Where a choice is multidimensional on a couple of axis players develop fast and loose ways to evaluate choices. For instance in a game that requires players to pay money for points they’ll quickly figure a loose exchange rate between money and points and use this to evaluate individual decision points. Again it doesn’t generate much of a choice.
Games stand out when the choices are legitimately made on a few different axis. Consider the above example, but add in an additional consideration – perhaps taking one opportunity to trade money for points has an opportunity cost. “2 coins for 10 points” is worse than “1 coins for 8 points” in exchange rates, but if you can only make so many trades then the absolute score might be more important than the exchange rate in some conditions.
Of course there is a cost to multidimensionality. More dimensions will typically lead to a more complex game which is more painful to learn. I think this is the reason that the best games have their thickest collection of dimensions between the player choice and the victory condition rather than being invested in one or the other – as they’re able to generate more dimensions from a smaller set of rules – but each extra axis that is considered still has a cost expressed in how long players take to learn a game, how many will bother and ultimately in whether more people enjoy it.

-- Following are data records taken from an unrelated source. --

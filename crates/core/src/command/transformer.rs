//! Command transformer
//!
//! Parses raw command strings from the manifest into structured,
//! interpolatable subcommand data, and formats that data back into a
//! human-readable string. A command string is a `&&`-separated list of
//! subcommands; each subcommand may be marked allowed-to-fail (`!`) and/or
//! as a LIMAR call (`-`), and may embed parameter references of the form
//! `{{ module.method(args) : jq }}` (or `:: pq`).

use crate::command::types::{
    CommandSpec, Entity, GroupedInterpolatable, Interpolatable, LimarCall, Part, Subcommand,
    SubcommandData, Subquery,
};
use crate::errors::{LimarError, Result};
use crate::manifest::item::ItemSet;
use indexmap::IndexMap;
use once_cell::sync::Lazy;
use regex::Regex;
use serde_json::Value;
use std::collections::{BTreeSet, HashMap};
use tracing::warn;

static SUBCOMMAND_SPLIT: Lazy<Regex> =
    Lazy::new(|| Regex::new(r"[ \n]&&[ \n]").expect("subcommand split regex is valid"));

static PARAMETER: Lazy<Regex> = Lazy::new(|| {
    Regex::new(
        r"\{\{ (?P<module>[a-z0-9-]*)\.(?P<method>[a-z0-9_]*)\((?P<args>.*?)\) (?::: (?P<pq>.*?)|: (?P<jq>.*?)) \}\}",
    )
    .expect("parameter regex is valid")
});

static LIMAR_CALL: Lazy<Regex> = Lazy::new(|| {
    Regex::new(
        r"^(?P<module>[a-z0-9-]*)\.(?P<method>[a-z0-9_]*)\((?P<args>.*)\) (?::: (?P<pq>.*)|: (?P<jq>.*))$",
    )
    .expect("limar call regex is valid")
});

/// How a grouped interpolatable's fragments are split into groups
#[derive(Clone, Copy)]
enum GroupDelimiter {
    /// Runs of unquoted whitespace; single/double quotes group verbatim text
    QuotedWhitespace,
    /// The literal `", "` argument separator
    CommaSpace,
}

// Parsing
// --------------------

/// Parse a raw command string into its parameters and subcommands
pub fn parse(raw_command: &str) -> Result<CommandSpec> {
    let mut subcommands = Vec::new();

    for raw_subcommand in SUBCOMMAND_SPLIT.split(raw_command) {
        let mut body = raw_subcommand.trim();
        let mut allowed_to_fail = false;
        let mut is_limar = false;

        if let Some(rest) = body.strip_prefix('!') {
            allowed_to_fail = true;
            body = rest;
        }
        if let Some(rest) = body.strip_prefix('-') {
            is_limar = true;
            body = rest;
        }
        body = body.strip_prefix(' ').unwrap_or(body);

        let subcommand = if is_limar {
            parse_limar_subcommand(body, allowed_to_fail)?
        } else {
            parse_system_subcommand(body, allowed_to_fail)
        };
        subcommands.push(subcommand);
    }

    let parameters: BTreeSet<Subquery> = subcommands
        .iter()
        .flat_map(|subcommand| subcommand.parameters.iter().cloned())
        .collect();

    Ok(CommandSpec {
        parameters,
        subcommands,
    })
}

fn parse_system_subcommand(body: &str, allowed_to_fail: bool) -> Subcommand {
    let (fragments, params) = split_fragments_params(body);
    let grouped = group_fragments_params(&fragments, &params, GroupDelimiter::QuotedWhitespace);

    Subcommand {
        allowed_to_fail,
        parameters: params.into_iter().collect(),
        data: SubcommandData::System(grouped),
    }
}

A lot of game design is trade offs, but it’s desirable to achieve the best trade offs possible, so it’s a worthwhile test to consider your dimensions and whether you’re able to collapse them and in what ways. Consider two very similar systems for determining how much extra damage a good hit does:
I’ve just been reading the rules for Feng Shui 2. Characters have a toughness score and each point of toughness reduces incoming damage by one. An attack deals one extra point of damage for each point the attack roll exceeds the targets defence, which is the same as saying that each point of dodge reduces incoming damage by one. That’s very similar to the statement about toughness, which means that with respect to some (but not all) dimensions these attributes can be collapsed. For instance you may sometimes have the opportunity to raise one of these statistics, but because of the collapse its easy to see that dodge does (almost) everything that toughness does and much more.
Contrast this with an old WoD game (pick whichever one you want, it’s the same core system. Let’s say Wraith so we don’t get it mixed up with the new version) in which an attack gets a *chance* to deal an extra point of damage for each point by which the attack exceeds the targets defence. In that instance there is a meaningful choice between gaining a bonus to your defensive score and gaining some damage reduction, because how they function on the dimension you care about (“how badly do I get hurt”) differs contextually. If your opponent is inaccurate the defence is probably better as it provides a good chance of negating the whole attack, if they’re very accurate then the damage reduction is better since it reliably takes more pain out of an attack which does hit.
That’s a relatively involved example in a roleplaying games, which are known for their emergent complexity but I think the principle is sound for all systems game design (boardgames, rpgs, computer games). It’s worth taking the time to try to express your interacting dimensions in terms of each other and if it’s easy to do so then you should either cut one out to save on complexity or modify how they’re expressed to get the maximum depth you can from those systems.